Task objective: The answer must be one number: how many lines below contain the word "trait".

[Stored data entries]
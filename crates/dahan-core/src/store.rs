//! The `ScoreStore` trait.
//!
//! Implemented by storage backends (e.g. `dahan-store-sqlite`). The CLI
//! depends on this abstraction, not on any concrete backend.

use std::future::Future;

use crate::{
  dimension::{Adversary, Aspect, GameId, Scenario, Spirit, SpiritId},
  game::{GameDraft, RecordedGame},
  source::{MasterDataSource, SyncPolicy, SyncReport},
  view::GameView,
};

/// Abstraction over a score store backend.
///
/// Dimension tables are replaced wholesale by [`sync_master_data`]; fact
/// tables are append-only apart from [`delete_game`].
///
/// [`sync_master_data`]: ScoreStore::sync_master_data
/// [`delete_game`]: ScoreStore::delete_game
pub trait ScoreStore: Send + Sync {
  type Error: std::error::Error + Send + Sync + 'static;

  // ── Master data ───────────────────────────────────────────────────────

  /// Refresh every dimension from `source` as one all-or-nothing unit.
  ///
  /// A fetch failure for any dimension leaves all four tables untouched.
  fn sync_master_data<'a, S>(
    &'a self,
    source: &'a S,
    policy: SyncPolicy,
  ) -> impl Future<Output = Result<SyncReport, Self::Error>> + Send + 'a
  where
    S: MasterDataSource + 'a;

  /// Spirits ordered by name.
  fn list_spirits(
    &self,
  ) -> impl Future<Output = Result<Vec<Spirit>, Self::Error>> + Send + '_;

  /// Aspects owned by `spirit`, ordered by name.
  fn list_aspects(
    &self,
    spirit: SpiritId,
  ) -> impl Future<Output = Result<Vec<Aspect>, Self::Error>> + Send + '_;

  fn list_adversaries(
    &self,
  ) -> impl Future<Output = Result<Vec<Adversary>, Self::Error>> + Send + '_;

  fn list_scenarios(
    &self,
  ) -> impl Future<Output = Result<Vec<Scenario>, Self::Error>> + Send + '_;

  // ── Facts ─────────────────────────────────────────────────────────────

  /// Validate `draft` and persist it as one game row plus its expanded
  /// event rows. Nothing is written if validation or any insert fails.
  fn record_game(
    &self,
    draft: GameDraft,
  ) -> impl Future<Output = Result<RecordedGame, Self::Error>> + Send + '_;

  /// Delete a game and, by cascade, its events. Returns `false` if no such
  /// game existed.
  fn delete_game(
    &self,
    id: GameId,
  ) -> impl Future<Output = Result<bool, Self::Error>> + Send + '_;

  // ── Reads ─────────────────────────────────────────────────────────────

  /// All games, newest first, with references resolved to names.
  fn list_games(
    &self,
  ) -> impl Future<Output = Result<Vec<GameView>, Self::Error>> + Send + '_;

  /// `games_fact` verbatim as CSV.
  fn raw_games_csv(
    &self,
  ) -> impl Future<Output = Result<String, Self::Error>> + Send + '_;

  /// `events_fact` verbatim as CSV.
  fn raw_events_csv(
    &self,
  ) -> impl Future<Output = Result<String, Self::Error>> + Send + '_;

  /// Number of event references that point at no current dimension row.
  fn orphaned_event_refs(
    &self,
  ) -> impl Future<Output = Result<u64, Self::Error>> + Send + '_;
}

---

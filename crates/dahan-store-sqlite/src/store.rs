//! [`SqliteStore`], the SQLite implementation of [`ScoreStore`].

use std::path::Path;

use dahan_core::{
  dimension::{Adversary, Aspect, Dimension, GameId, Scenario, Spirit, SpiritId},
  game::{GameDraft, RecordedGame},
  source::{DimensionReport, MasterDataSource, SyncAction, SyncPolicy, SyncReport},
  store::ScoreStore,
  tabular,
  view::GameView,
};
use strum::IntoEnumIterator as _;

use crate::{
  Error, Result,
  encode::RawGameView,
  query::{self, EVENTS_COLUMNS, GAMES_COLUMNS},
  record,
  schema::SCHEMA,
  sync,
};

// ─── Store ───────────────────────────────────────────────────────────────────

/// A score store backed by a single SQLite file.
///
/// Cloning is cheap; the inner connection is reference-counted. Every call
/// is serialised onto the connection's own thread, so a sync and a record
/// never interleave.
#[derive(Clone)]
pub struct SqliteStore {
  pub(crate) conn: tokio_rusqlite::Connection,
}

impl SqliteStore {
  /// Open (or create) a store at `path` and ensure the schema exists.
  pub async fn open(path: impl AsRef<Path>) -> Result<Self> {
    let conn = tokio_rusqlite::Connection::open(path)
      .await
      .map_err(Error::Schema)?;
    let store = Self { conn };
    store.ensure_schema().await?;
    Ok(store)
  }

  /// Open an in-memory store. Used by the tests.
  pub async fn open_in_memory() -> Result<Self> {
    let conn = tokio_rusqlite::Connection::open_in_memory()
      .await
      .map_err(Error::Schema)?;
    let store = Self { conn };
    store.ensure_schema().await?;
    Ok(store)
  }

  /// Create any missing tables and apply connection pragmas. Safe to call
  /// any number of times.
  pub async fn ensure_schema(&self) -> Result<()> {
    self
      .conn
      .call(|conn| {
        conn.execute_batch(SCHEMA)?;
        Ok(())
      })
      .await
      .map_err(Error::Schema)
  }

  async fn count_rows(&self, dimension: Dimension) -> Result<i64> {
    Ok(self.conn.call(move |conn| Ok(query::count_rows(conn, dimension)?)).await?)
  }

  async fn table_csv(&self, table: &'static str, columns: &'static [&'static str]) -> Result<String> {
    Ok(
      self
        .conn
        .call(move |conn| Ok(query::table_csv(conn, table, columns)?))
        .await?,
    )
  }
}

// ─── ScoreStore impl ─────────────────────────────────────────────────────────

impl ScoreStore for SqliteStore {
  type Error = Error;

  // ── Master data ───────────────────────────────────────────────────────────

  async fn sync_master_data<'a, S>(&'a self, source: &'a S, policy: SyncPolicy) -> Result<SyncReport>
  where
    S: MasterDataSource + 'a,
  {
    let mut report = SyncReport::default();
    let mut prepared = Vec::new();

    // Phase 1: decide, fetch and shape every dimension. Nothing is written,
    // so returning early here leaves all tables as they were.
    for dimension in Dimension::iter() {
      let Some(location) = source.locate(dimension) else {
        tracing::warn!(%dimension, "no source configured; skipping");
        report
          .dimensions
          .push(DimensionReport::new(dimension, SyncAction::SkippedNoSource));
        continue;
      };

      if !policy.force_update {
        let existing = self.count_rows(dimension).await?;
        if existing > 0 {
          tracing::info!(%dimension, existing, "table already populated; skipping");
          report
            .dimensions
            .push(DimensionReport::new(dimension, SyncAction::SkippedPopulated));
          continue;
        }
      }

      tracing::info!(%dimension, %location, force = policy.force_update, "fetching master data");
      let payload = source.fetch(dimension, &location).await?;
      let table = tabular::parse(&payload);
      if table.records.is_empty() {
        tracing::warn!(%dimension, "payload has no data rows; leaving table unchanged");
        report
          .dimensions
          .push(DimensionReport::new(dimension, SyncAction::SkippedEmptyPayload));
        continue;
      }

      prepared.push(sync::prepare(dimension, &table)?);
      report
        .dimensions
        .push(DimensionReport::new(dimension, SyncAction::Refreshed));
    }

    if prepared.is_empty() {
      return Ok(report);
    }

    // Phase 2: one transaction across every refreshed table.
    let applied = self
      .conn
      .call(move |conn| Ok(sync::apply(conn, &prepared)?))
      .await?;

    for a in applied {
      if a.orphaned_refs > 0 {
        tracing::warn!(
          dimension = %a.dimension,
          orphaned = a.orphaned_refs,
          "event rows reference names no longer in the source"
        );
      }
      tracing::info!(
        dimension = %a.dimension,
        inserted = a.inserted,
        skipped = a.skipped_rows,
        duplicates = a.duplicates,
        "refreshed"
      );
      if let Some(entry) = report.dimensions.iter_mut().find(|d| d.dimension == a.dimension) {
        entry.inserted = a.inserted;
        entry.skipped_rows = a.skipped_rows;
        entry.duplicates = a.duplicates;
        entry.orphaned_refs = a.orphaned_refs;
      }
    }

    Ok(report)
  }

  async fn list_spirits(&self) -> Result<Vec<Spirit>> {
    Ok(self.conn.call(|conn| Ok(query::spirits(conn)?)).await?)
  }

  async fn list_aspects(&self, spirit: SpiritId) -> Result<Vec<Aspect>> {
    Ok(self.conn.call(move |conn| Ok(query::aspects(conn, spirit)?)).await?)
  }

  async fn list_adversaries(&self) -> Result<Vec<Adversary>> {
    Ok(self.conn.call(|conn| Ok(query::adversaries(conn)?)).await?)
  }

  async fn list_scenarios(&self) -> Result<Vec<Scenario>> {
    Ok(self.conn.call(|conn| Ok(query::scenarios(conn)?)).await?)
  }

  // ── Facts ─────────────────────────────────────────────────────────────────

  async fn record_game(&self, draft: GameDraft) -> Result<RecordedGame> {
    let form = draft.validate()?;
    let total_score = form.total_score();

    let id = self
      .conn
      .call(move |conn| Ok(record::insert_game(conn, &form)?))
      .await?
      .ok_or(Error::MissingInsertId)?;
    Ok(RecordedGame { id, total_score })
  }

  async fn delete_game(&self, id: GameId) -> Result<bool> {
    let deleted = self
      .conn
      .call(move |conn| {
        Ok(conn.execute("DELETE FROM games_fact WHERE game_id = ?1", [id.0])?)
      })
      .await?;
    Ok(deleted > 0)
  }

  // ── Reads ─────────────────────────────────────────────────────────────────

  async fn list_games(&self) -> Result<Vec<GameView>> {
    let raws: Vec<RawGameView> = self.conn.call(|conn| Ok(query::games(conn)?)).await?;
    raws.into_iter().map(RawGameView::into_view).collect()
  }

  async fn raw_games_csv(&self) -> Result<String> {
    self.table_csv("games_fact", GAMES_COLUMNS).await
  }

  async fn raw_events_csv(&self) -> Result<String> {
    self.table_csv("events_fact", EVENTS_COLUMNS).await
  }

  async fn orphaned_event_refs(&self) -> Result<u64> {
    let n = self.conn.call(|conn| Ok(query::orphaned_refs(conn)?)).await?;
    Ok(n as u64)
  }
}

Your response: 2